Only I didn’t do any of that.
When I was finally able to release the dream and push myself out of the chair, I raced out of the room. I stumbled and fell twice before I was able to get out of the building. As I crashed through the door onto the street, I averted my gaze. I didn’t want to risk seeing her come out. I hurried back to my hotel room.
And I spent the next 22 hours going over all the ways that particular woman was despicable, all the reasons she deserved to die, and at my hand. I made up stories of all the times she’d driven men insane, ending with the man at the door, whom I was certain harbored a strong desire for her. How could he not? How could any man not? She was obviously an angel.
No. She wasn’t an angel at all. She was a devil. And all those men she drove insane, she hung around so she could laugh as they were hauled away in straightjackets. Of course she did. Because she was just that terrible. She was just that much of a blight on the earth. That much and worse.
I thought of all the wings she’d pulled off helpless flies. Of all the small animals that had endured torture at her hand. All the terrible things she did at night with and to other men as the rest of the world lay innocently sleeping.
Surely she was a dealer in drugs to pre-teens. And she was the worst kind of sadist. She had crept into the rooms of sleeping babies at night , stood over them smiling, lopping shears in her hands as she hungered to free them of their limbs. She had received and retained her looks only as the devil’s part of the bargain for having sold her soul at a bargain rate. She couldn’t even experience orgasm because her own body reviled her. And on and on.
And finally, during the first half of the 23rd hour, I assembled my rifle, made sure it was working perfectly, then disassembled it and made ready to leave.

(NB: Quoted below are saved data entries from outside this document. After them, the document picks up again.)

/// Loads every locale file under the configured locale roots.
#[derive(Debug)]
pub struct LocaleLoader<'a> {
    /// Project root `localesPaths` are resolved against.
    workspace_root: PathBuf,
    /// Project settings.
    settings: &'a I18nSettings,
    /// Parsers by file extension.
    registry: &'a ParserRegistry,
    /// Compiled `pathMatchers`.
    path_matcher: PathMatcher,
    /// Discovered locale roots, sorted.
    locale_dirs: Vec<PathBuf>,
    /// Loaded files in load order.
    files: Vec<LocaleEntry>,
    /// Catalog assembled from `files`.
    catalog: FlattenedCatalog,
}
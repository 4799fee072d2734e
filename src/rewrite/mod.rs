//! Rewrites hard-coded text in component and script sources into translation calls.

pub mod script;
pub mod sfc;
pub mod template;

use std::fmt;
use std::ops::Range;
use std::path::{
    Path,
    PathBuf,
};

use regex::Regex;
use thiserror::Error;

pub use self::script::ScriptLanguage;
use crate::catalog::parser::quote_single;
use crate::catalog::template::{
    MEMBER_PLACEHOLDER,
    Placeholder,
    canonicalize,
};
use crate::catalog::{
    CatalogError,
    LanguageMap,
};
use crate::config::I18nSettings;
use crate::fsutil;

#[derive(Error, Debug)]
pub enum RewriteError {
    /// Error when failing to set the language for the parser
    #[error("Failed to set language for parser: {0}")]
    LanguageSetup(#[from] tree_sitter::LanguageError),

    #[error("Invalid literal query: {0}")]
    Query(#[from] tree_sitter::QueryError),

    #[error("Failed to parse source code")]
    ParseFailed,

    #[error(transparent)]
    Catalog(#[from] CatalogError),

    #[error("Invalid translatablePattern: {0}")]
    Pattern(#[from] regex::Error),

    #[error("Unsupported source file: {}", .0.display())]
    Unsupported(PathBuf),

    #[error("Failed to access {}: {source}", .path.display())]
    Io {
        path: PathBuf,
        #[source]
        source: std::io::Error,
    },
}

/// Maps a literal to the key it is translated through.
pub trait KeyResolver: fmt::Debug {
    fn resolve(&mut self, namespace_hint: Option<&str>, text: &str) -> Result<String, CatalogError>;
}

impl KeyResolver for LanguageMap<'_> {
    fn resolve(&mut self, namespace_hint: Option<&str>, text: &str) -> Result<String, CatalogError> {
        self.find_or_create_key(namespace_hint, text)
    }
}

/// Whether `text` holds characters outside Latin-1.
#[must_use]
pub fn needs_translation(text: &str) -> bool {
    text.chars().any(|c| u32::from(c) > 0xFF)
}

/// Decides which literals hold translatable text.
#[derive(Debug, Clone, Default)]
pub enum TextFilter {
    /// Any character outside Latin-1, see [`needs_translation`].
    #[default]
    NonLatin1,
    /// Text matching `translatablePattern`.
    Pattern(Regex),
}

impl TextFilter {
    pub fn from_settings(settings: &I18nSettings) -> Result<Self, regex::Error> {
        settings
            .translatable_pattern
            .as_deref()
            .map_or(Ok(Self::NonLatin1), |pattern| Regex::new(pattern).map(Self::Pattern))
    }

    #[must_use]
    pub fn matches(&self, text: &str) -> bool {
        match self {
            Self::NonLatin1 => needs_translation(text),
            Self::Pattern(regex) => regex.is_match(text),
        }
    }
}

/// Byte range replacement in a source text.
#[derive(Debug, Clone, PartialEq, Eq)]
pub struct Edit {
    pub range: Range<usize>,
    pub text: String,
}

/// Applies non-overlapping edits; overlapping ones after the first are dropped.
#[must_use]
pub fn apply_edits(source: &str, mut edits: Vec<Edit>) -> String {
    edits.sort_by_key(|edit| edit.range.start);
    let mut out = String::with_capacity(source.len());
    let mut cursor = 0;
    for edit in edits {
        if edit.range.start < cursor {
            tracing::debug!(range = ?edit.range, "Overlapping edit dropped");
            continue;
        }
        let (Some(before), Some(_)) = (source.get(cursor..edit.range.start), source.get(edit.range.clone()))
        else {
            continue;
        };
        out.push_str(before);
        out.push_str(&edit.text);
        cursor = edit.range.end;
    }
    out.push_str(source.get(cursor..).unwrap_or_default());
    out
}

/// Per-file rewrite state: key resolution plus counters.
#[derive(Debug)]
pub struct RewriteContext<'r> {
    /// Maps literals to keys.
    resolver: &'r mut dyn KeyResolver,
    /// Namespace for keys minted from this file.
    namespace_hint: Option<&'r str>,
    /// Which literals are translated at all.
    filter: TextFilter,
    pub replaced: usize,
    pub skipped: usize,
}

impl<'r> RewriteContext<'r> {
    pub fn new(resolver: &'r mut dyn KeyResolver, namespace_hint: Option<&'r str>) -> Self {
        Self { resolver, namespace_hint, filter: TextFilter::default(), replaced: 0, skipped: 0 }
    }

    #[must_use]
    pub fn with_filter(mut self, filter: TextFilter) -> Self {
        self.filter = filter;
        self
    }

    /// Whether `text` is translatable under the configured filter.
    #[must_use]
    pub fn needs_translation(&self, text: &str) -> bool {
        self.filter.matches(text)
    }

    /// Translation call replacing `literal`, or `None` when the literal is skipped.
    pub fn translate_call(
        &mut self,
        function: &str,
        literal: &str,
    ) -> Result<Option<String>, CatalogError> {
        let interpolation = canonicalize(literal);
        if interpolation.is_multi_placeholder() {
            tracing::warn!(
                text = %literal,
                placeholders = interpolation.placeholders.len(),
                "Literal with several placeholders left untouched"
            );
            self.skipped += 1;
            return Ok(None);
        }

        let key = self.resolver.resolve(self.namespace_hint, literal)?;
        self.replaced += 1;
        Ok(Some(format_call(function, &key, interpolation.placeholders.first())))
    }

    pub fn skip(&mut self, reason: &str, text: &str) {
        tracing::debug!(text = %text, "{reason}");
        self.skipped += 1;
    }
}

/// `fn('key')`, `fn('key', { name })` or `fn('key', { value: a.b })`.
#[must_use]
pub fn format_call(function: &str, key: &str, placeholder: Option<&Placeholder>) -> String {
    let key = quote_single(key);
    match placeholder {
        None => format!("{function}({key})"),
        Some(p) if p.is_shorthand() => format!("{function}({key}, {{ {} }})", p.name),
        Some(p) => format!("{function}({key}, {{ {MEMBER_PLACEHOLDER}: {} }})", p.expression),
    }
}

/// What a source file contains.
#[derive(Debug, Clone, Copy, PartialEq, Eq, Hash)]
pub enum SourceKind {
    /// `.vue`: template plus script blocks.
    Component,
    Script(ScriptLanguage),
}

impl SourceKind {
    #[must_use]
    pub fn from_path(path: &Path) -> Option<Self> {
        match path.extension().and_then(|ext| ext.to_str()) {
            Some("vue") => Some(Self::Component),
            Some("js" | "mjs" | "cjs" | "jsx") => Some(Self::Script(ScriptLanguage::JavaScript)),
            Some("ts" | "mts" | "cts") => Some(Self::Script(ScriptLanguage::TypeScript)),
            Some("tsx") => Some(Self::Script(ScriptLanguage::Tsx)),
            _ => None,
        }
    }
}

/// Outcome of rewriting one file.
#[derive(Debug, Clone, Default, PartialEq, Eq)]
pub struct RewriteReport {
    pub path: PathBuf,
    pub replaced: usize,
    pub skipped: usize,
    pub changed: bool,
}
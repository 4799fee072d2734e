//! Reads the project configuration file.

use std::path::Path;

use super::{
    CONFIG_FILE_NAME,
    ConfigError,
    I18nSettings,
};

/// Loads settings from the project root.
///
/// # Returns
/// - `Ok(Some(settings))`: the file exists and parsed
/// - `Ok(None)`: no configuration file
/// - `Err(ConfigError)`: read or parse failure
pub(super) fn load_from_workspace(
    workspace_root: &Path,
) -> Result<Option<I18nSettings>, ConfigError> {
    let config_path = workspace_root.join(CONFIG_FILE_NAME);

    if !config_path.exists() {
        tracing::debug!("Configuration file not found: {:?}", config_path);
        return Ok(None);
    }

    tracing::debug!("Loading configuration from: {:?}", config_path);

    let content = std::fs::read_to_string(&config_path)?;
    let settings: I18nSettings = serde_json::from_str(&content)?;

    Ok(Some(settings))
}
//! Project configuration: settings, their on-disk loader, and path matchers.
/// Config file loader
mod loader;
/// Configuration manager
mod manager;
/// Source and locale path matchers
mod matcher;
/// Configuration types and settings
mod types;

pub use manager::ConfigManager;
pub use matcher::{
    FileMatcher,
    MatcherError,
    PathMatch,
    PathMatcher,
    build_glob_set,
};
pub use types::{
    ConfigError,
    I18nSettings,
    OutputFormat,
    TranslateFunctions,
    ValidationError,
};

/// File name of the project configuration, looked up in the project root.
pub const CONFIG_FILE_NAME: &str = ".auto-i18n.json";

By the time I assumed my nest, I was calm. And I was ready.
I would take her out, relieving the world of her evil presence.
I would do it quickly, with one quick bullet to medulla oblongata, that place at the back of the head where the spinal cord meets the brain.
Because I’m a good and merciful person at my core (my mind sang, And because I’m hopelessly in love with her) I would take mercy on her worthless wasteland of a soul and turn her off like a light switch. No matter all the hell she had caused everyone else.
Because she had. Hadn’t she?
She must have.
That was almost enough to get me through. Almost.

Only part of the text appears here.